The fp calculated from the simulation results, the average prevalence reported in articles reviewed by Foss et al.,23 and the sensitivity estimated in the current study were substituted into the formula for PPV24 to obtain an estimate of the PPV of our proposed tool.

To test the need for temporally specific standardization, the data were categorized according to when the sample was analyzed at the Wadsworth lab. Group 1 consists of the 166 joint measurements of GalC and PSY, from October 2016. Group 2 consists of 30 joint measurements from spring 2017 (GalC in March and PSY in May). Group 3 consists of 1453 GalC measurements from November 2017. Lastly, group 4 consists of 57,796 GalC measurements from May 2009. To assess whether the mean of the distribution of these biomarkers varied from time to time, analysis of variance was performed on GalC measures across the four normative groups and on PSY measures across groups 1 and 2.

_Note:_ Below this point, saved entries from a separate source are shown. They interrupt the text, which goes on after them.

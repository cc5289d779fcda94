use axum::{
    extract::{Extension, Path, Query, State},
    http::StatusCode,
    response::IntoResponse,
    Json,
};
use std::sync::Arc;
use validator::Validate;

use crate::{
    error::ApiError,
    extractors::AppJson,
    middlewares::auth::{JwtClaims, MANAGE_SECTIONS},
    models::{
        parse_object_id,
        section::{
            AddStudentRequest, CreateSectionRequest, ListSectionsQuery, SectionResponse,
            UpdateSectionRequest,
        },
    },
    services::{section_service::SectionService, AppState},
};

/// POST /api/sections
pub async fn create_section(
    State(state): State<Arc<AppState>>,
    Extension(claims): Extension<JwtClaims>,
    AppJson(req): AppJson<CreateSectionRequest>,
) -> Result<impl IntoResponse, ApiError> {
    claims.ensure(&MANAGE_SECTIONS)?;
    req.validate()?;
    let section = SectionService::new(state.mongo.clone())
        .create(&claims, req)
        .await?;
    Ok((StatusCode::CREATED, Json(section)))
}

/// GET /api/sections - Students only see the section they are in
pub async fn list_sections(
    State(state): State<Arc<AppState>>,
    Extension(claims): Extension<JwtClaims>,
    Query(query): Query<ListSectionsQuery>,
) -> Result<Json<Vec<SectionResponse>>, ApiError> {
    let sections = SectionService::new(state.mongo.clone())
        .list(&claims, query)
        .await?;
    Ok(Json(sections))
}

/// GET /api/sections/{id}
pub async fn get_section(
    State(state): State<Arc<AppState>>,
    Extension(claims): Extension<JwtClaims>,
    Path(id): Path<String>,
) -> Result<Json<SectionResponse>, ApiError> {
    let section_id = parse_object_id(&id, "id")?;
    let section = SectionService::new(state.mongo.clone())
        .find(&claims, &section_id)
        .await?;
    let me = claims.user_id()?;
    if claims.is_student() && !section.has_student(&me) {
        return Err(ApiError::not_found("Section not found"));
    }
    Ok(Json(SectionResponse::from(section)))
}

/// PUT /api/sections/{id}
pub async fn update_section(
    State(state): State<Arc<AppState>>,
    Extension(claims): Extension<JwtClaims>,
    Path(id): Path<String>,
    AppJson(req): AppJson<UpdateSectionRequest>,
) -> Result<Json<SectionResponse>, ApiError> {
    claims.ensure(&MANAGE_SECTIONS)?;
    req.validate()?;
    let section_id = parse_object_id(&id, "id")?;
    let section = SectionService::new(state.mongo.clone())
        .update(&claims, &section_id, req)
        .await?;
    Ok(Json(section))
}

/// DELETE /api/sections/{id}
pub async fn delete_section(
    State(state): State<Arc<AppState>>,
    Extension(claims): Extension<JwtClaims>,
    Path(id): Path<String>,
) -> Result<StatusCode, ApiError> {
    claims.ensure(&MANAGE_SECTIONS)?;
    let section_id = parse_object_id(&id, "id")?;
    SectionService::new(state.mongo.clone())
        .delete(&claims, &section_id)
        .await?;
    Ok(StatusCode::NO_CONTENT)
}

/// POST /api/sections/{id}/students - 409 when the section is full
pub async fn add_student(
    State(state): State<Arc<AppState>>,
    Extension(claims): Extension<JwtClaims>,
    Path(id): Path<String>,
    AppJson(req): AppJson<AddStudentRequest>,
) -> Result<Json<SectionResponse>, ApiError> {
    claims.ensure(&MANAGE_SECTIONS)?;
    let section_id = parse_object_id(&id, "id")?;
    let student_id = parse_object_id(&req.student_id, "student_id")?;
    let section = SectionService::new(state.mongo.clone())
        .add_student(&claims, &section_id, &student_id)
        .await?;
    Ok(Json(section))
}

/// DELETE /api/sections/{id}/students/{student_id}
pub async fn remove_student(
    State(state): State<Arc<AppState>>,
    Extension(claims): Extension<JwtClaims>,
    Path((id, student_id)): Path<(String, String)>,
) -> Result<Json<SectionResponse>, ApiError> {
    claims.ensure(&MANAGE_SECTIONS)?;
    let section_id = parse_object_id(&id, "id")?;
    let student_id = parse_object_id(&student_id, "student_id")?;
    let section = SectionService::new(state.mongo.clone())
        .remove_student(&claims, &section_id, &student_id)
        .await?;
    Ok(Json(section))
}
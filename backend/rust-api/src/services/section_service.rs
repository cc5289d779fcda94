use crate::error::{ServiceError, ServiceResult};
use crate::middlewares::auth::JwtClaims;
use crate::models::section::{
    validate_session_window, CreateSectionRequest, ListSectionsQuery, Section, SectionResponse,
    UpdateSectionRequest, SECTIONS_COLLECTION,
};
use crate::models::user::{User, UserRole, USERS_COLLECTION};
use crate::models::{parse_object_id, Pagination};
use crate::utils::time::chrono_to_bson;
use anyhow::Context;
use chrono::{DateTime, Utc};
use futures::TryStreamExt;
use mongodb::bson::{doc, oid::ObjectId};
use mongodb::options::ReturnDocument;
use mongodb::Database;

pub struct SectionService {
    mongo: Database,
}

fn window_error(err: validator::ValidationError) -> ServiceError {
    ServiceError::validation(
        err.message
            .map(|m| m.to_string())
            .unwrap_or_else(|| "Invalid session window".to_string()),
    )
}

impl SectionService {
    pub fn new(mongo: Database) -> Self {
        Self { mongo }
    }

    fn sections(&self) -> mongodb::Collection<Section> {
        self.mongo.collection::<Section>(SECTIONS_COLLECTION)
    }

    pub async fn find(&self, claims: &JwtClaims, section_id: &ObjectId) -> ServiceResult<Section> {
        let section = self
            .sections()
            .find_one(doc! { "_id": section_id })
            .await
            .context("Failed to query section")?
            .ok_or_else(|| ServiceError::not_found("Section not found"))?;
        claims
            .ensure_same_school(Some(section.school_id))
            .map_err(|_| ServiceError::not_found("Section not found"))?;
        Ok(section)
    }

    pub async fn create(
        &self,
        claims: &JwtClaims,
        req: CreateSectionRequest,
    ) -> ServiceResult<SectionResponse> {
        validate_session_window(req.session_start, req.session_end).map_err(window_error)?;
        let requested = req
            .school_id
            .as_deref()
            .map(|id| parse_object_id(id, "school_id"))
            .transpose()?;
        let school_id = claims.school_for_create(requested)?;

        let now = Utc::now();
        let mut section = Section {
            id: None,
            school_id,
            name: req.name.trim().to_string(),
            capacity: req.capacity,
            students: Vec::new(),
            session_start: req.session_start,
            session_end: req.session_end,
            is_active: req.session_end > now,
            created_at: now,
            updated_at: now,
        };

        let inserted = self
            .sections()
            .insert_one(&section)
            .await
            .context("Failed to insert section")?;
        section.id = inserted.inserted_id.as_object_id();

        tracing::info!(section_id = ?section.id, school_id = %school_id, "Section created");
        Ok(SectionResponse::from(section))
    }

    pub async fn list(
        &self,
        claims: &JwtClaims,
        query: ListSectionsQuery,
    ) -> ServiceResult<Vec<SectionResponse>> {
        let requested = query
            .school_id
            .as_deref()
            .map(|id| parse_object_id(id, "school_id"))
            .transpose()?;

        let mut filter = doc! {};
        if claims.is_unassigned() {
            return Ok(Vec::new());
        }
        if let Some(school_id) = claims.scope_school(requested)? {
            filter.insert("school_id", school_id);
        }
        if let Some(active) = query.is_active {
            filter.insert("is_active", active);
        }
        // Students only see the section they sit in
        if claims.is_student() {
            let me = claims.user_id()?;
            filter.insert("students", me);
        }

        let page = Pagination {
            limit: query.limit,
            offset: query.offset,
        };
        let sections: Vec<Section> = self
            .sections()
            .find(filter)
            .sort(doc! { "session_start": -1, "name": 1 })
            .skip(page.offset())
            .limit(page.limit())
            .await
            .context("Failed to query sections")?
            .try_collect()
            .await
            .context("Failed to read sections")?;

        Ok(sections.into_iter().map(SectionResponse::from).collect())
    }

    pub async fn update(
        &self,
        claims: &JwtClaims,
        section_id: &ObjectId,
        req: UpdateSectionRequest,
    ) -> ServiceResult<SectionResponse> {
        let current = self.find(claims, section_id).await?;

        let start = req.session_start.unwrap_or(current.session_start);
        let end = req.session_end.unwrap_or(current.session_end);
        validate_session_window(start, end).map_err(window_error)?;

        let mut set = doc! { "updatedAt": chrono_to_bson(Utc::now()) };
        let mut filter = doc! { "_id": section_id };

        if let Some(capacity) = req.capacity {
            if (capacity as usize) < current.students.len() {
                return Err(ServiceError::validation(format!(
                    "Capacity {} is below the {} students already enrolled",
                    capacity,
                    current.students.len()
                )));
            }
            // Guard against a concurrent enrolment between read and write
            filter.insert(
                "$expr",
                doc! { "$lte": [{ "$size": "$students" }, capacity as i64] },
            );
            set.insert("capacity", capacity as i64);
        }
        if let Some(name) = req.name {
            set.insert("name", name.trim());
        }
        if req.session_start.is_some() {
            set.insert("session_start", chrono_to_bson(start));
        }
        if req.session_end.is_some() {
            set.insert("session_end", chrono_to_bson(end));
        }
        if let Some(active) = req.is_active {
            set.insert("is_active", active);
        }

        let updated = self
            .sections()
            .find_one_and_update(filter, doc! { "$set": set })
            .return_document(ReturnDocument::After)
            .await
            .context("Failed to update section")?
            .ok_or_else(|| ServiceError::conflict("Section changed concurrently; retry"))?;

        Ok(SectionResponse::from(updated))
    }

    pub async fn delete(&self, claims: &JwtClaims, section_id: &ObjectId) -> ServiceResult<()> {
        let section = self.find(claims, section_id).await?;

        self.sections()
            .delete_one(doc! { "_id": section_id })
            .await
            .context("Failed to delete section")?;

        if !section.students.is_empty() {
            self.mongo
                .collection::<User>(USERS_COLLECTION)
                .update_many(
                    doc! { "section_id": section_id },
                    doc! { "$unset": { "section_id": "" } },
                )
                .await
                .context("Failed to detach students from section")?;
        }

        tracing::info!(section_id = %section_id, "Section deleted");
        Ok(())
    }

    /// Seats a student; a student sits in at most one section at a time
    pub async fn add_student(
        &self,
        claims: &JwtClaims,
        section_id: &ObjectId,
        student_id: &ObjectId,
    ) -> ServiceResult<SectionResponse> {
        let section = self.find(claims, section_id).await?;
        if !section.is_active || section.session_expired(Utc::now()) {
            return Err(ServiceError::validation("Section is not active"));
        }
        if section.has_student(student_id) {
            return Err(ServiceError::conflict("Student is already in this section"));
        }
        if section.is_full() {
            return Err(ServiceError::conflict("Section is full"));
        }

        let users = self.mongo.collection::<User>(USERS_COLLECTION);
        let student = users
            .find_one(doc! { "_id": student_id })
            .await
            .context("Failed to query student")?
            .ok_or_else(|| ServiceError::not_found("Student not found"))?;
        if student.role != UserRole::Student {
            return Err(ServiceError::validation("Only students can join a section"));
        }
        if student.school_id != Some(section.school_id) {
            return Err(ServiceError::validation(
                "Student belongs to a different school",
            ));
        }

        let updated = self
            .sections()
            .find_one_and_update(
                doc! {
                    "_id": section_id,
                    "is_active": true,
                    "students": { "$ne": student_id },
                    "$expr": { "$lt": [{ "$size": "$students" }, "$capacity"] },
                },
                doc! {
                    "$addToSet": { "students": student_id },
                    "$set": { "updatedAt": chrono_to_bson(Utc::now()) },
                },
            )
            .return_document(ReturnDocument::After)
            .await
            .context("Failed to add student to section")?
            .ok_or_else(|| ServiceError::conflict("Section is full"))?;

        // Leave any previous section
        self.sections()
            .update_many(
                doc! { "_id": { "$ne": section_id }, "students": student_id },
                doc! { "$pull": { "students": student_id } },
            )
            .await
            .context("Failed to leave previous section")?;
        users
            .update_one(
                doc! { "_id": student_id },
                doc! { "$set": { "section_id": section_id } },
            )
            .await
            .context("Failed to record student section")?;

        tracing::info!(section_id = %section_id, student_id = %student_id, "Student added to section");
        Ok(SectionResponse::from(updated))
    }

    pub async fn remove_student(
        &self,
        claims: &JwtClaims,
        section_id: &ObjectId,
        student_id: &ObjectId,
    ) -> ServiceResult<SectionResponse> {
        self.find(claims, section_id).await?;

        let updated = self
            .sections()
            .find_one_and_update(
                doc! { "_id": section_id, "students": student_id },
                doc! {
                    "$pull": { "students": student_id },
                    "$set": { "updatedAt": chrono_to_bson(Utc::now()) },
                },
            )
            .return_document(ReturnDocument::After)
            .await
            .context("Failed to remove student from section")?
            .ok_or_else(|| ServiceError::not_found("Student is not in this section"))?;

        self.mongo
            .collection::<User>(USERS_COLLECTION)
            .update_one(
                doc! { "_id": student_id, "section_id": section_id },
                doc! { "$unset": { "section_id": "" } },
            )
            .await
            .context("Failed to clear student section")?;

        Ok(SectionResponse::from(updated))
    }

    /// Flags sections whose session has ended; returns how many changed
    pub async fn deactivate_expired(&self, now: DateTime<Utc>) -> ServiceResult<u64> {
        let result = self
            .sections()
            .update_many(
                doc! { "is_active": true, "session_end": { "$lt": chrono_to_bson(now) } },
                doc! { "$set": { "is_active": false, "updatedAt": chrono_to_bson(now) } },
            )
            .await
            .context("Failed to deactivate expired sections")?;

        if result.modified_count > 0 {
            tracing::info!(count = result.modified_count, "Expired sections deactivated");
        }
        Ok(result.modified_count)
    }
}
use chrono::{DateTime, Utc};
use mongodb::bson::oid::ObjectId;
use serde::{Deserialize, Serialize};

use super::bson_datetime_as_chrono;

pub const REFRESH_TOKENS_COLLECTION: &str = "refresh_tokens";

/// Refresh token stored in MongoDB "refresh_tokens" collection
#[derive(Debug, Clone, Serialize, Deserialize)]
pub struct RefreshToken {
    #[serde(rename = "_id", skip_serializing_if = "Option::is_none")]
    pub id: Option<ObjectId>,

    #[serde(rename = "userId")]
    pub user_id: ObjectId,

    /// SHA-256 hash of the token handed to the client
    pub token_hash: String,

    #[serde(rename = "createdAt", with = "bson_datetime_as_chrono")]
    pub created_at: DateTime<Utc>,

    #[serde(rename = "expiresAt", with = "bson_datetime_as_chrono")]
    pub expires_at: DateTime<Utc>,

    #[serde(rename = "lastUsedAt", with = "bson_datetime_as_chrono")]
    pub last_used_at: DateTime<Utc>,

    pub user_agent: Option<String>,

    pub ip: Option<String>,

    #[serde(default)]
    pub revoked: bool,
}

#[derive(Debug, Deserialize)]
pub struct RefreshTokenRequest {
    pub refresh_token: String,
}

#[derive(Debug, Serialize)]
pub struct RefreshTokenResponse {
    pub access_token: String,
}
use chrono::{DateTime, Utc};
use mongodb::bson::oid::ObjectId;
use serde::{Deserialize, Serialize};
use validator::Validate;

use super::bson_datetime_as_chrono;

pub const SCHOOLS_COLLECTION: &str = "schools";

/// Tenant root; every other record points at one school
#[derive(Debug, Clone, Serialize, Deserialize)]
pub struct School {
    #[serde(rename = "_id", skip_serializing_if = "Option::is_none")]
    pub id: Option<ObjectId>,
    pub name: String,
    #[serde(default, skip_serializing_if = "Option::is_none")]
    pub address: Option<String>,
    #[serde(default, skip_serializing_if = "Option::is_none")]
    pub contact_email: Option<String>,
    #[serde(default, skip_serializing_if = "Option::is_none")]
    pub phone: Option<String>,
    #[serde(rename = "createdAt", with = "bson_datetime_as_chrono")]
    pub created_at: DateTime<Utc>,
    #[serde(rename = "updatedAt", with = "bson_datetime_as_chrono")]
    pub updated_at: DateTime<Utc>,
}

#[derive(Debug, Serialize)]
pub struct SchoolResponse {
    pub id: String,
    pub name: String,
    pub address: Option<String>,
    pub contact_email: Option<String>,
    pub phone: Option<String>,
    /// Number of users attached to the school
    pub user_count: u64,
    pub created_at: DateTime<Utc>,
}

impl From<School> for SchoolResponse {
    fn from(school: School) -> Self {
        SchoolResponse {
            id: school.id.map(|id| id.to_hex()).unwrap_or_default(),
            name: school.name,
            address: school.address,
            contact_email: school.contact_email,
            phone: school.phone,
            user_count: 0, // filled in by the service
            created_at: school.created_at,
        }
    }
}

#[derive(Debug, Clone, Deserialize, Validate)]
pub struct CreateSchoolRequest {
    #[validate(length(
        min = 1,
        max = 200,
        message = "Name must be between 1 and 200 characters"
    ))]
    pub name: String,

    #[validate(length(max = 500, message = "Address must be at most 500 characters"))]
    pub address: Option<String>,

    #[validate(email(message = "Invalid contact email"))]
    pub contact_email: Option<String>,

    #[validate(length(max = 32, message = "Phone must be at most 32 characters"))]
    pub phone: Option<String>,
}

#[derive(Debug, Clone, Deserialize, Validate)]
pub struct UpdateSchoolRequest {
    #[validate(length(
        min = 1,
        max = 200,
        message = "Name must be between 1 and 200 characters"
    ))]
    pub name: Option<String>,

    #[validate(length(max = 500, message = "Address must be at most 500 characters"))]
    pub address: Option<String>,

    #[validate(email(message = "Invalid contact email"))]
    pub contact_email: Option<String>,

    #[validate(length(max = 32, message = "Phone must be at most 32 characters"))]
    pub phone: Option<String>,
}

#[derive(Debug, Clone, Deserialize)]
pub struct ListSchoolsQuery {
    pub search: Option<String>,
    pub limit: Option<u32>,
    pub offset: Option<u32>,
}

The 166 normal newborns’ loge(GalC) and loge(PSY) measures and the simulated observations were standardized using group 1 means and standard deviations. Otherwise the statistics used to standardize observations were based on these comparisons and the best measurement time match for each of our study samples. Specifically, the 15 KD cases, 8 high-risk NYS NBS, and UPMC patients’ loge(GalC) measures were standardized using group 3 loge(GalC) statistics, and their loge(PSY) measures were standardized using the weighted mean and pooled standard deviation across the two normative samples of loge(PSY) in groups 1 and 2. Observations from the three UPMC patients’ simulated observations were standardized using group 1 statistics.

## RESULTS

### Temporal change in GalC enzyme activity determined in dried blood spots

The time-specific samples are described in Table 2. Loge(GalC) in normal newborns varied significantly across time-varying samples (P < 0.0001), while loge(PSY) did not (P = 0.2634).

### BVNL classification of normal newborn bloodspots

Figure 1 illustrates results of the application of the proposed NBS tool to the 166 normal newborns from New York State. All 166 data points fall within normal limits; i.e., false positive rate = 0% and specificity = 100%.

### BVNL results for Krabbe patients

Figure 1 also illustrates the results from the application of the BVNL NBS tool to measures from newborn DBS of the 15 newborns who developed early childhood KD. The BVNL tool correctly identified each of the 12 EIKD patients and each of the 3 later-onset early childhood patients. The ages of symptom onset varied from 1 to 29 months. Thus, the tool was 100% sensitive for early identification of early childhood KD.

All three postsymptomatic cases followed in Pittsburgh were correctly diagnosed by the BVNL tool (sensitivity = 100%; see Table 3). These children developed symptoms prior to 4 years of age.

### BVNL results for high-risk New York cases

None of the eight high-risk cases fell outside the (1–10−7)% BVNL ellipse (Fig. 2) and thus none were incorrectly predicted to develop early childhood KD. All eight were below the univariate normal limit for loge(GalC) and five were above the univariate normal limit for loge(PSY). All remain free of Krabbe symptoms for over 2 years of observation.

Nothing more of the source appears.